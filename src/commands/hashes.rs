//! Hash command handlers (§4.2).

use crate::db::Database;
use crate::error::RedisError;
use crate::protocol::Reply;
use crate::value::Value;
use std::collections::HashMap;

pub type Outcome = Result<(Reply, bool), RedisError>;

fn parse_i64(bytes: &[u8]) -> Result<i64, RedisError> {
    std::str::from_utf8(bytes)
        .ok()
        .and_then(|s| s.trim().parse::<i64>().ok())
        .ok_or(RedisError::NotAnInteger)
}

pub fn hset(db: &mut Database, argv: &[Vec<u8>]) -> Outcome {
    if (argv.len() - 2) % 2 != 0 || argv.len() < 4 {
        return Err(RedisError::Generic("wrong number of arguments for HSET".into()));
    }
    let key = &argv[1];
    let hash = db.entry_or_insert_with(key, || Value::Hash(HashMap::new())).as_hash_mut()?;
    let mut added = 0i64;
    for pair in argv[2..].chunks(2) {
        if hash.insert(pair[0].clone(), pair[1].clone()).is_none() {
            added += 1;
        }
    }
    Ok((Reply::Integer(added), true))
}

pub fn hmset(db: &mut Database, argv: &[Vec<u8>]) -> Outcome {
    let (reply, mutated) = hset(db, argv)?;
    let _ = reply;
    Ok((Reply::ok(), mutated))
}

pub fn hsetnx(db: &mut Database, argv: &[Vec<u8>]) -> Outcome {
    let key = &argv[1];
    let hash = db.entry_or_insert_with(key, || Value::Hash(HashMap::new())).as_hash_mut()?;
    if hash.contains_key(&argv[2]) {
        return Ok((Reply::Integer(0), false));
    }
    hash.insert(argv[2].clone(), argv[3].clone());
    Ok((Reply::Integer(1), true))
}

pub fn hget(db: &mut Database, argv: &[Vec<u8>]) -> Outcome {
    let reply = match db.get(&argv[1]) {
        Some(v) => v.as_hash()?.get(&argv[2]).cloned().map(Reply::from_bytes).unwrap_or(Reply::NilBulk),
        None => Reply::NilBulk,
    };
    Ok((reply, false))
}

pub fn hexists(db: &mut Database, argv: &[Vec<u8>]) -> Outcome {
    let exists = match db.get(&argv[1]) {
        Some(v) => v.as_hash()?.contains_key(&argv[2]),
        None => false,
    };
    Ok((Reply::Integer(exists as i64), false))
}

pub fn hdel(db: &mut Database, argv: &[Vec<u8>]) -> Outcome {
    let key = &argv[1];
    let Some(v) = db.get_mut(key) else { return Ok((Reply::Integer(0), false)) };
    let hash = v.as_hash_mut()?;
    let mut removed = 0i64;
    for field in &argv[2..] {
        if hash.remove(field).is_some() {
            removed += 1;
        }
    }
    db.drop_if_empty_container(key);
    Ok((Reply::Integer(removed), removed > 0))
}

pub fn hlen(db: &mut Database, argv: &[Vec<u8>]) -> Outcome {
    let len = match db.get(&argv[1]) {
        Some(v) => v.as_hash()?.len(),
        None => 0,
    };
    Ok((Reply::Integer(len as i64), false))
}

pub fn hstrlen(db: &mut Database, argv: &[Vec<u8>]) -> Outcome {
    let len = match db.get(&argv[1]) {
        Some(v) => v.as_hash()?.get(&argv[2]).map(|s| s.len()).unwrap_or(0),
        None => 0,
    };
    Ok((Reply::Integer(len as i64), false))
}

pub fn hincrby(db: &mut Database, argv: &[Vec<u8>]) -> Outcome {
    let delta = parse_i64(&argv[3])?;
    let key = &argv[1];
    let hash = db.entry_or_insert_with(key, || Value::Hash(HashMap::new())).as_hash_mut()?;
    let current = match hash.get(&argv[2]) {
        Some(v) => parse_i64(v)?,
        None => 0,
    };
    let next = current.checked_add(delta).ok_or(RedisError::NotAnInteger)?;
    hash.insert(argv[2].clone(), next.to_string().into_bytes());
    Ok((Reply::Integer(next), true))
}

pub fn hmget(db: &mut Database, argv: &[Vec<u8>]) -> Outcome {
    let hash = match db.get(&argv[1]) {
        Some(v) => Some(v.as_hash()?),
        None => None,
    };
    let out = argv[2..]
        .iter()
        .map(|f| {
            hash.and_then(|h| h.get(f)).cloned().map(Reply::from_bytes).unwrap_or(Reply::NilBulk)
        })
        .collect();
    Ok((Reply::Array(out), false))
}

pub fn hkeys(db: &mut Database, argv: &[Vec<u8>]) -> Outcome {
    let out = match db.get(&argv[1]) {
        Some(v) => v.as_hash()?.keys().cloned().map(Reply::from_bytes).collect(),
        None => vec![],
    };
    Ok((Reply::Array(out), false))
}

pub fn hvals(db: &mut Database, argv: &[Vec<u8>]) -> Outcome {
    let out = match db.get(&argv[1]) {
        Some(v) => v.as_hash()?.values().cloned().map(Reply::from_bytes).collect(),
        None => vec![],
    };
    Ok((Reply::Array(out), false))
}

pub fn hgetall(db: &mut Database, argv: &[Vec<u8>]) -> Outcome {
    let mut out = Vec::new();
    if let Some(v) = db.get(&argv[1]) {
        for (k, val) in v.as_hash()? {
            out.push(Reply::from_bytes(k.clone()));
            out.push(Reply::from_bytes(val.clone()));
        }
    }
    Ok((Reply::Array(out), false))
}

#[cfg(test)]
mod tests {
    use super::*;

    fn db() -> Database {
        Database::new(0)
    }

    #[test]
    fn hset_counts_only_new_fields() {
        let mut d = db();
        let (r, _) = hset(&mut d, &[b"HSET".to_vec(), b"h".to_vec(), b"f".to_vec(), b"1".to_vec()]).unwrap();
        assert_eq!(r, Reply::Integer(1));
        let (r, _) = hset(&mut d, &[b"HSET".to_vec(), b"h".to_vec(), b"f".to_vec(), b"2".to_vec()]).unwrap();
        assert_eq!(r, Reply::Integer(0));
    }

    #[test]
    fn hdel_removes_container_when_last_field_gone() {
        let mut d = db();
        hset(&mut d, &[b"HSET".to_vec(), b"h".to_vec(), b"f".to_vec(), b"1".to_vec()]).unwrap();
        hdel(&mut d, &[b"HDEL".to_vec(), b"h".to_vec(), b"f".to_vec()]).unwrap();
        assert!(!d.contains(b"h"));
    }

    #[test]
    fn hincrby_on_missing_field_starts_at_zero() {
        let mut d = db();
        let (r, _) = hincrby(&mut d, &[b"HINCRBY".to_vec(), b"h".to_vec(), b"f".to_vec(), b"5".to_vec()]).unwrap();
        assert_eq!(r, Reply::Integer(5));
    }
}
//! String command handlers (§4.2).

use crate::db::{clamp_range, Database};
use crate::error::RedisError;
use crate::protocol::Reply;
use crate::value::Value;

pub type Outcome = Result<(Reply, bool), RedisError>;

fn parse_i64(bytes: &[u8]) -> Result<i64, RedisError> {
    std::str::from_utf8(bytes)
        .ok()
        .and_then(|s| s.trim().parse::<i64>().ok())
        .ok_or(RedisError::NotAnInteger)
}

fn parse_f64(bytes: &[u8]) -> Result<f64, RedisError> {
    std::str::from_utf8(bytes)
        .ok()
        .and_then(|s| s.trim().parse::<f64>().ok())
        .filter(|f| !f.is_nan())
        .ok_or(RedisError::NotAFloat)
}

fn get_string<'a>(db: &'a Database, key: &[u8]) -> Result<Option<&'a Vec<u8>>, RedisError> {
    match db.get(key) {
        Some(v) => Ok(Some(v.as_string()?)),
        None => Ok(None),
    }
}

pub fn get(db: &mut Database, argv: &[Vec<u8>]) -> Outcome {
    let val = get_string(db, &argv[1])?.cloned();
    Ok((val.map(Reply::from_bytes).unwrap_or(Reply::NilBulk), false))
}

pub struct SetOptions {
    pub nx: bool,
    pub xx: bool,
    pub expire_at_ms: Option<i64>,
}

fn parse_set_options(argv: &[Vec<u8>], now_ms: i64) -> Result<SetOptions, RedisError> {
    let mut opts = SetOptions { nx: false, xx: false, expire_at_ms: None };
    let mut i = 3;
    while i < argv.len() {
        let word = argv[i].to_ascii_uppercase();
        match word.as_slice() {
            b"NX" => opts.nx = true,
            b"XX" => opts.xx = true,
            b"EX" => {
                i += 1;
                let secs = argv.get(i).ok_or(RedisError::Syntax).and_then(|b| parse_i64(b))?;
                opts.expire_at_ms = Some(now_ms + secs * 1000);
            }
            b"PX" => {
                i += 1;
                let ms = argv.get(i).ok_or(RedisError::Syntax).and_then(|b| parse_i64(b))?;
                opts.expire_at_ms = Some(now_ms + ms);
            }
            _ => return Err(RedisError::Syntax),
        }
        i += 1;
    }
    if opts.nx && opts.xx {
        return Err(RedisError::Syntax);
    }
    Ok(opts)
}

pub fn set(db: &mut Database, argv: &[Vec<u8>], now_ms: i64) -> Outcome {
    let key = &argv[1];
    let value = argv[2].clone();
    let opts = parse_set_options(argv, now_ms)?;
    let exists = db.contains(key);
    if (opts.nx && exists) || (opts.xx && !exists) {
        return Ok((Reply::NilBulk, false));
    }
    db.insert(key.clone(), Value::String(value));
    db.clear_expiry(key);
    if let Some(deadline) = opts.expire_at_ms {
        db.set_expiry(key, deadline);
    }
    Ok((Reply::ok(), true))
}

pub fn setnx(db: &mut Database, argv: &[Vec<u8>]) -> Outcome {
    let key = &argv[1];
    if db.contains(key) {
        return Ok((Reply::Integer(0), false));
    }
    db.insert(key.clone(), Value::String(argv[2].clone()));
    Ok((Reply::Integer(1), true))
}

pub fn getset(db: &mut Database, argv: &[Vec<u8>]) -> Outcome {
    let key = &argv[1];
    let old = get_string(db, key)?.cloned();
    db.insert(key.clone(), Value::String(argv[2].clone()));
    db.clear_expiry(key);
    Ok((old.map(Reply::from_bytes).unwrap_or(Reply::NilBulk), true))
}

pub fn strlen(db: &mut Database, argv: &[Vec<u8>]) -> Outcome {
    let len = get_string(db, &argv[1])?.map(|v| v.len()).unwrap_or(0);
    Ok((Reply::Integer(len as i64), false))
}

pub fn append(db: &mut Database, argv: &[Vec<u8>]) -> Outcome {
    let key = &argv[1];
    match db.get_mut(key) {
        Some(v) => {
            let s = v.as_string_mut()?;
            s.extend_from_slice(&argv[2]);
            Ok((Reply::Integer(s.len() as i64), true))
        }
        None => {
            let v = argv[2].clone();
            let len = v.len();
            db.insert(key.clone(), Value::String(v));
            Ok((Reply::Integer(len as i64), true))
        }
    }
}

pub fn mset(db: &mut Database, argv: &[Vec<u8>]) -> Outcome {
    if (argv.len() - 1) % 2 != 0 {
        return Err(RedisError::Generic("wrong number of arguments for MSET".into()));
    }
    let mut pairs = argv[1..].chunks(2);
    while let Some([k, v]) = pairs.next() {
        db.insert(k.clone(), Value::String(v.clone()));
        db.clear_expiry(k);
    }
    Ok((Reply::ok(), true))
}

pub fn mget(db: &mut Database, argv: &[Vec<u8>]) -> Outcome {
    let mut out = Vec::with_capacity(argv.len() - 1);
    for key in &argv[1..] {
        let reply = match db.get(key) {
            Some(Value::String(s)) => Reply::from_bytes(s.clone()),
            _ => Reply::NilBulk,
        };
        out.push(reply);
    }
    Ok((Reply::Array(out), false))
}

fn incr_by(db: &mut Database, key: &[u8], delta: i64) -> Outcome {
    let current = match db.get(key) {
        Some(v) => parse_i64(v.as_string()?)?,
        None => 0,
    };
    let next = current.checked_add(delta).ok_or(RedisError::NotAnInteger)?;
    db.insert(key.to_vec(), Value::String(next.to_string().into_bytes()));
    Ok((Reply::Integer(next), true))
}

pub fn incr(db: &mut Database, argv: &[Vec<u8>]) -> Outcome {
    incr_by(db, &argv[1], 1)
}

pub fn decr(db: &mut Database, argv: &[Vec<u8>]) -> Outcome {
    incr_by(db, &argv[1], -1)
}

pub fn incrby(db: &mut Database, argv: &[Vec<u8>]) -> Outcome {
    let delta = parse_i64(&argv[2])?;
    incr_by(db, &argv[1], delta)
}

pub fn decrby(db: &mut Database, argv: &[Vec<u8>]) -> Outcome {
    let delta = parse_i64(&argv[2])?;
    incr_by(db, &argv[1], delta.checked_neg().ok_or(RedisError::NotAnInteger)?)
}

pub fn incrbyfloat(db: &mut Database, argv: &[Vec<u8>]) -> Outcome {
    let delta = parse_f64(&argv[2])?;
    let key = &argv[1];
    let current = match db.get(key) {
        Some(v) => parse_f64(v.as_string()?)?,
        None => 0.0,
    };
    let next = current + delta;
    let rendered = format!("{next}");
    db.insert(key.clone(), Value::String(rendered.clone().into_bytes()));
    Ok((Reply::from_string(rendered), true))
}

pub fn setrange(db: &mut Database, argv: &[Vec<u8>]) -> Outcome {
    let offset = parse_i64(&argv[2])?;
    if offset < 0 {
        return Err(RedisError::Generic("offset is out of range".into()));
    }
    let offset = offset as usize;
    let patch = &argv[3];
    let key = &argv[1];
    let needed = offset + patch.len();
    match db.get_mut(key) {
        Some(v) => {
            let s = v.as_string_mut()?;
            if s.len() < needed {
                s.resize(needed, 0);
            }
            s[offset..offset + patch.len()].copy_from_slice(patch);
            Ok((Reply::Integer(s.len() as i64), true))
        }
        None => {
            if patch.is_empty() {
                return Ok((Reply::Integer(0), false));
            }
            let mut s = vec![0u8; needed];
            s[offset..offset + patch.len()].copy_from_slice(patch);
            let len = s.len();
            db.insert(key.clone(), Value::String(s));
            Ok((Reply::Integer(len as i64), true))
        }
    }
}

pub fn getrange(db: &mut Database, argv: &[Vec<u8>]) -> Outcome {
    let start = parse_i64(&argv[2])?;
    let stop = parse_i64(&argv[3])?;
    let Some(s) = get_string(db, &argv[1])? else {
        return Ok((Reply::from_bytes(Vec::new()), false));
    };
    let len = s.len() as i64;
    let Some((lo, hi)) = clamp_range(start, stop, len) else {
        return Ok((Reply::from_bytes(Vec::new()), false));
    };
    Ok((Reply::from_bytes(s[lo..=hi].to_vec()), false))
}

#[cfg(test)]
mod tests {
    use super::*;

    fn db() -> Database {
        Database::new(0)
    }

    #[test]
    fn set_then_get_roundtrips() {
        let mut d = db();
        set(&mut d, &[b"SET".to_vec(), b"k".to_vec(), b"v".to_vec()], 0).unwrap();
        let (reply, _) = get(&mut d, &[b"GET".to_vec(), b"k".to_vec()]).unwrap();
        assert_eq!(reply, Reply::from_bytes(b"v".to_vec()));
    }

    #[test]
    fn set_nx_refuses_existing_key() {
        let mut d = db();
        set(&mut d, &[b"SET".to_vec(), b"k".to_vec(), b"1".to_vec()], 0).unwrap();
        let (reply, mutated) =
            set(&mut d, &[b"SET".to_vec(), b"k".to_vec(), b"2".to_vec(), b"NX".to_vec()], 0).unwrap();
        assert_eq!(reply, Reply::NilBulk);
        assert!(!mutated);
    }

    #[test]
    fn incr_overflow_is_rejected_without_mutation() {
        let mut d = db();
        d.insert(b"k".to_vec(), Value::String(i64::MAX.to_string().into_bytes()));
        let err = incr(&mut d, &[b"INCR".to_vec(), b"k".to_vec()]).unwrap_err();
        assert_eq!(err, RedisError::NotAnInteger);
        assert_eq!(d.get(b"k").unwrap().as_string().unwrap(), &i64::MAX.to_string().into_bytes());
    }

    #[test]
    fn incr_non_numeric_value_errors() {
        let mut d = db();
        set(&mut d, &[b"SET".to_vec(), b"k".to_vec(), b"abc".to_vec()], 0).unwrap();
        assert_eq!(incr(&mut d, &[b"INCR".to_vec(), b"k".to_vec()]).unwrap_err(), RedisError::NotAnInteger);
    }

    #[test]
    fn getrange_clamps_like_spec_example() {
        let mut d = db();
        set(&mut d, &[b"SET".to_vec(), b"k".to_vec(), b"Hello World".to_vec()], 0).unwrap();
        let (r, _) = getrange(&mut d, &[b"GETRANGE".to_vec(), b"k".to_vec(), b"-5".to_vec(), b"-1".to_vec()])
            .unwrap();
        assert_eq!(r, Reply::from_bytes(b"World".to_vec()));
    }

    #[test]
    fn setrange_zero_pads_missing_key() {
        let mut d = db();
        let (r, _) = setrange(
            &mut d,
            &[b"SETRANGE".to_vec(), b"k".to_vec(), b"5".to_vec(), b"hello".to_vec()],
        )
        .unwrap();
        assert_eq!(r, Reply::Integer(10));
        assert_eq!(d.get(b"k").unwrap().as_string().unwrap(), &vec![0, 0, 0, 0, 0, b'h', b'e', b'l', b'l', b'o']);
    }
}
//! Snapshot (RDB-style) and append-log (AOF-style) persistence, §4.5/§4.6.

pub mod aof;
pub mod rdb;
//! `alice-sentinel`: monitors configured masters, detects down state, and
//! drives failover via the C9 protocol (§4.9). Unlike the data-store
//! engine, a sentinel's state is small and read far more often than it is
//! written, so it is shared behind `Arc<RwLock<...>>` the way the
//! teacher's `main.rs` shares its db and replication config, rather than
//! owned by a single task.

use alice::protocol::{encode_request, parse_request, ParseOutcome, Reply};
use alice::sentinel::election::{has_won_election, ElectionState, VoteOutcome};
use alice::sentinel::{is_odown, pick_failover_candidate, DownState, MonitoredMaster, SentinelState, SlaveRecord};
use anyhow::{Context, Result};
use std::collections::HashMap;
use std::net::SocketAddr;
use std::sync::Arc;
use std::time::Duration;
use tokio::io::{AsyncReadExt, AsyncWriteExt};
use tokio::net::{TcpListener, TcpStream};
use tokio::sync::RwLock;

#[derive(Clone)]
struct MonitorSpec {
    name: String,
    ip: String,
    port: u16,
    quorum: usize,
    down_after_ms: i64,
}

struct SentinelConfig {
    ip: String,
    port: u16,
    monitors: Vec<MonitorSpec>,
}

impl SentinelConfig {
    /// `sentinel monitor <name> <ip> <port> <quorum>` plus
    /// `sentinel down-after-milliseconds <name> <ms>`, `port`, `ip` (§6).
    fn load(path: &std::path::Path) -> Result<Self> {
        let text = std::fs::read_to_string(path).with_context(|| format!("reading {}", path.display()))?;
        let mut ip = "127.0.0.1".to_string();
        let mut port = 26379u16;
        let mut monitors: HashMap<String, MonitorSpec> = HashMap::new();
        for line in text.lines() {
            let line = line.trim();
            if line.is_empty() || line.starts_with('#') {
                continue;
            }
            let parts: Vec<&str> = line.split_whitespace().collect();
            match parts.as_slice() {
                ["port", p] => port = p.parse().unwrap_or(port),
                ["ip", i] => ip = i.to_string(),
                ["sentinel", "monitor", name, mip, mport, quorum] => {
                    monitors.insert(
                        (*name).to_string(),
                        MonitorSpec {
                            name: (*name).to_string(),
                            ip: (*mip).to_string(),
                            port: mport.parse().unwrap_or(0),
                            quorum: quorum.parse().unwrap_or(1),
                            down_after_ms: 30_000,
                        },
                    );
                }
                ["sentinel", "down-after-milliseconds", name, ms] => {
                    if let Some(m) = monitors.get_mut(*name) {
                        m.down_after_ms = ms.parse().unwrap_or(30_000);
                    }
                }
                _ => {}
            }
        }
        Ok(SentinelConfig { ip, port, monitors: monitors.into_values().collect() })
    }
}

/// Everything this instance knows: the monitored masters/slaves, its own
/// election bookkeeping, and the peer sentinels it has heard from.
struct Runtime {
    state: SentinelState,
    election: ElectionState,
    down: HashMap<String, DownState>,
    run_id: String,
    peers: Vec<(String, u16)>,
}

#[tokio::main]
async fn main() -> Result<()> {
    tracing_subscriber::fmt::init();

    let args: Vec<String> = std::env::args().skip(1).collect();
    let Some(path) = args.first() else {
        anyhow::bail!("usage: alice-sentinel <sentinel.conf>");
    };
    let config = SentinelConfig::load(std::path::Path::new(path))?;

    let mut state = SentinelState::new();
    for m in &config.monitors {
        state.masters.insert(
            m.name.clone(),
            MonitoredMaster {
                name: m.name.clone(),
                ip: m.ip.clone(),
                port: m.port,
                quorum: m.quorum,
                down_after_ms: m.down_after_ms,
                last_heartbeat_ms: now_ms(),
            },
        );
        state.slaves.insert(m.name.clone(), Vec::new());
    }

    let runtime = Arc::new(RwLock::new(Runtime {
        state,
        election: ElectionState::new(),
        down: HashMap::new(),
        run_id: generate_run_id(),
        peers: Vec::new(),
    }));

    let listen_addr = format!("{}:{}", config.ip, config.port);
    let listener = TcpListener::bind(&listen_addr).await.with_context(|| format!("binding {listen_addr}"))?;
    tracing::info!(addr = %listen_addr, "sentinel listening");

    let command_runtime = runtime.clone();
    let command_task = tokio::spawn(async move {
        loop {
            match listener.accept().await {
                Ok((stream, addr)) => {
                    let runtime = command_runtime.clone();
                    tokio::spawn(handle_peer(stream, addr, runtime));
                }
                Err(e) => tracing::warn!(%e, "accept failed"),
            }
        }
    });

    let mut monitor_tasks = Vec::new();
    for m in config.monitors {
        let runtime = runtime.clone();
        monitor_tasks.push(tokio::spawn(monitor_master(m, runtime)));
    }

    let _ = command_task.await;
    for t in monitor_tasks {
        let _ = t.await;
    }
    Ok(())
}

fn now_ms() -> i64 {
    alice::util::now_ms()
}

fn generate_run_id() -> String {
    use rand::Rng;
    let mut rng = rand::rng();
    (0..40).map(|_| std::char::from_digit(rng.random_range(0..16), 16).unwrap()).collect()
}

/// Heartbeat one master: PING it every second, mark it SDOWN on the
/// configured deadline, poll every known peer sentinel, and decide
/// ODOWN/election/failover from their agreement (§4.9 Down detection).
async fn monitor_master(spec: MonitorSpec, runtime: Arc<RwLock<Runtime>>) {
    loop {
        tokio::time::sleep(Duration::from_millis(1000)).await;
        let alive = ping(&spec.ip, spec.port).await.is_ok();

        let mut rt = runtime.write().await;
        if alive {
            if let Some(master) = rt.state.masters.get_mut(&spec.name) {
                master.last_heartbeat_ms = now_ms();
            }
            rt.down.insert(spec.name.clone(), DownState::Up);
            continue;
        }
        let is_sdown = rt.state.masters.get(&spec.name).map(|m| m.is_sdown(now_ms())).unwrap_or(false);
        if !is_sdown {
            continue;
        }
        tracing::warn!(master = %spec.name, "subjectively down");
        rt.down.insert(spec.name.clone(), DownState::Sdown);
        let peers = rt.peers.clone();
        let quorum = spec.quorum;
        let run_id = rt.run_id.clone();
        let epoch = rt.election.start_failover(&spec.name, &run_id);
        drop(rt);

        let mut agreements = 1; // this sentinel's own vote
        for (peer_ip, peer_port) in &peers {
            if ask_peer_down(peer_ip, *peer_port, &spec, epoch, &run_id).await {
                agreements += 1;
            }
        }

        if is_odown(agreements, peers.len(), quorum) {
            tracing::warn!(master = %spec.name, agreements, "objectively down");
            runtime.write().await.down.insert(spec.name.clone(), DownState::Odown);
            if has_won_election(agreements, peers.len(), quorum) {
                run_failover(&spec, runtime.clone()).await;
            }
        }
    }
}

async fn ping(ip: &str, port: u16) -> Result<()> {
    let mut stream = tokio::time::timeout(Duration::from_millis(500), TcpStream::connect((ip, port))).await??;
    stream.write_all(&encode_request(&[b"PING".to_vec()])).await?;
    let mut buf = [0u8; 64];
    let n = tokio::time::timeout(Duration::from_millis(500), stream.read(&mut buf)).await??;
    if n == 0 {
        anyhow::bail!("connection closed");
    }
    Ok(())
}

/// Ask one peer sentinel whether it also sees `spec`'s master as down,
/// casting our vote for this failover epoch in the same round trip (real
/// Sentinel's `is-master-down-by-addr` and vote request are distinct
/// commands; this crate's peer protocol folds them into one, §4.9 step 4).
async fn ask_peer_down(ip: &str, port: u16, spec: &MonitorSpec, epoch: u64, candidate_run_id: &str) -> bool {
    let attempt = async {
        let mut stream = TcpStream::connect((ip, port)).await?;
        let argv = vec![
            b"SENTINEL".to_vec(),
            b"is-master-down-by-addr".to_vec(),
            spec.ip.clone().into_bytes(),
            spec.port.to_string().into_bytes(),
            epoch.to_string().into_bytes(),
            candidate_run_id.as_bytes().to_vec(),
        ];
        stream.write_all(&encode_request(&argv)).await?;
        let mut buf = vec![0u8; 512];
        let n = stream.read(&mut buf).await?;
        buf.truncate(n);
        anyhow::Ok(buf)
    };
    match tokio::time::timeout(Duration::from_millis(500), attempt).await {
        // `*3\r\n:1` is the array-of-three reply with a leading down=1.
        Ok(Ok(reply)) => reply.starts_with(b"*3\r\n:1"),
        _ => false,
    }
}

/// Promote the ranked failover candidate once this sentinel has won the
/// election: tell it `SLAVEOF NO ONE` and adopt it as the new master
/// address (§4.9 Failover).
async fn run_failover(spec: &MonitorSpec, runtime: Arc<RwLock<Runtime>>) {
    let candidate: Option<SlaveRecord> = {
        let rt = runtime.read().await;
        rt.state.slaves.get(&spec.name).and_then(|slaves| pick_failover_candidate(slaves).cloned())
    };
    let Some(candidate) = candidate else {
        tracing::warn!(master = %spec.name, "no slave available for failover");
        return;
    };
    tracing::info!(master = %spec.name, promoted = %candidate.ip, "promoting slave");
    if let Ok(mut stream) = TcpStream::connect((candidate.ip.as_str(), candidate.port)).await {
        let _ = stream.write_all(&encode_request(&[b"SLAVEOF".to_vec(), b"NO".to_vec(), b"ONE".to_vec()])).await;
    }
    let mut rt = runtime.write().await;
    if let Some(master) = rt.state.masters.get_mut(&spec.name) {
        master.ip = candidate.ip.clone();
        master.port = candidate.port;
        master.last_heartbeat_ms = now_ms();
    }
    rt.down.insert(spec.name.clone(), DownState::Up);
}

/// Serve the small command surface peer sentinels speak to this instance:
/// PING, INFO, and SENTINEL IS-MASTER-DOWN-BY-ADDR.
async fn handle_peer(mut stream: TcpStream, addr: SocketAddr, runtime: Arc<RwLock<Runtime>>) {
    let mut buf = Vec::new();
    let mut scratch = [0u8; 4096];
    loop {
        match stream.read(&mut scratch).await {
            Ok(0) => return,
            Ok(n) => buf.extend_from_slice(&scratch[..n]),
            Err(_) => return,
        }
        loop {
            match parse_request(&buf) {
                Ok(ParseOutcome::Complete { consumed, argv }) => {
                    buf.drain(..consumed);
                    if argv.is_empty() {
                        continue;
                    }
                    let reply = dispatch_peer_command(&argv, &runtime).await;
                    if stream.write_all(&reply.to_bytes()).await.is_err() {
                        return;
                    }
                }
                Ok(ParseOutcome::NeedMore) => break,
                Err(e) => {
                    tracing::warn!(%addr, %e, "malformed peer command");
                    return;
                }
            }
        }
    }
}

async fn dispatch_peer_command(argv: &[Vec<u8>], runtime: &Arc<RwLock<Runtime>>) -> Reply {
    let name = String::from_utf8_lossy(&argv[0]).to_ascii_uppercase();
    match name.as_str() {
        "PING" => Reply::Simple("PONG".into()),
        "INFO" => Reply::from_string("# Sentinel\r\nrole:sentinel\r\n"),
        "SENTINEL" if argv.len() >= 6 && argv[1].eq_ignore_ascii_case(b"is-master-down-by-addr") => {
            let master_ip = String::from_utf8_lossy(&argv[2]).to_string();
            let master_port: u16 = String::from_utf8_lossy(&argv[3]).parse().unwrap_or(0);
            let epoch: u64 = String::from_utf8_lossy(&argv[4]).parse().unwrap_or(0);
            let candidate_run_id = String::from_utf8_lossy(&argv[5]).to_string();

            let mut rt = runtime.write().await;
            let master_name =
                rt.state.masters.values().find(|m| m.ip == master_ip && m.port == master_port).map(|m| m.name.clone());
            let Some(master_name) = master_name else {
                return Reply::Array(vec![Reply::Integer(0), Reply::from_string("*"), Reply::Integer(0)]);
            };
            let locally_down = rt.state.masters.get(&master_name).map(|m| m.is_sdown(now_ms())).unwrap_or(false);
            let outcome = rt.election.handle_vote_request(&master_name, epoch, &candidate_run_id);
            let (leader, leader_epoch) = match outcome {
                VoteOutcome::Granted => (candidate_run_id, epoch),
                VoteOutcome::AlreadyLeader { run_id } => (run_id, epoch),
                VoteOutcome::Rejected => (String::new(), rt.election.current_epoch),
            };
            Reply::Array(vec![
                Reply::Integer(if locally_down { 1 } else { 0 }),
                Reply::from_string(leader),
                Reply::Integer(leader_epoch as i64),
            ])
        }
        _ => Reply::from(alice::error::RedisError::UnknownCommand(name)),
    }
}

━━━━━━━━

Show each line from the material above where the string "SentinelState" can be found.

use alice::sentinel::{is_odown, pick_failover_candidate, DownState, MonitoredMaster, SentinelState, SlaveRecord};
    state: SentinelState,
    let mut state = SentinelState::new();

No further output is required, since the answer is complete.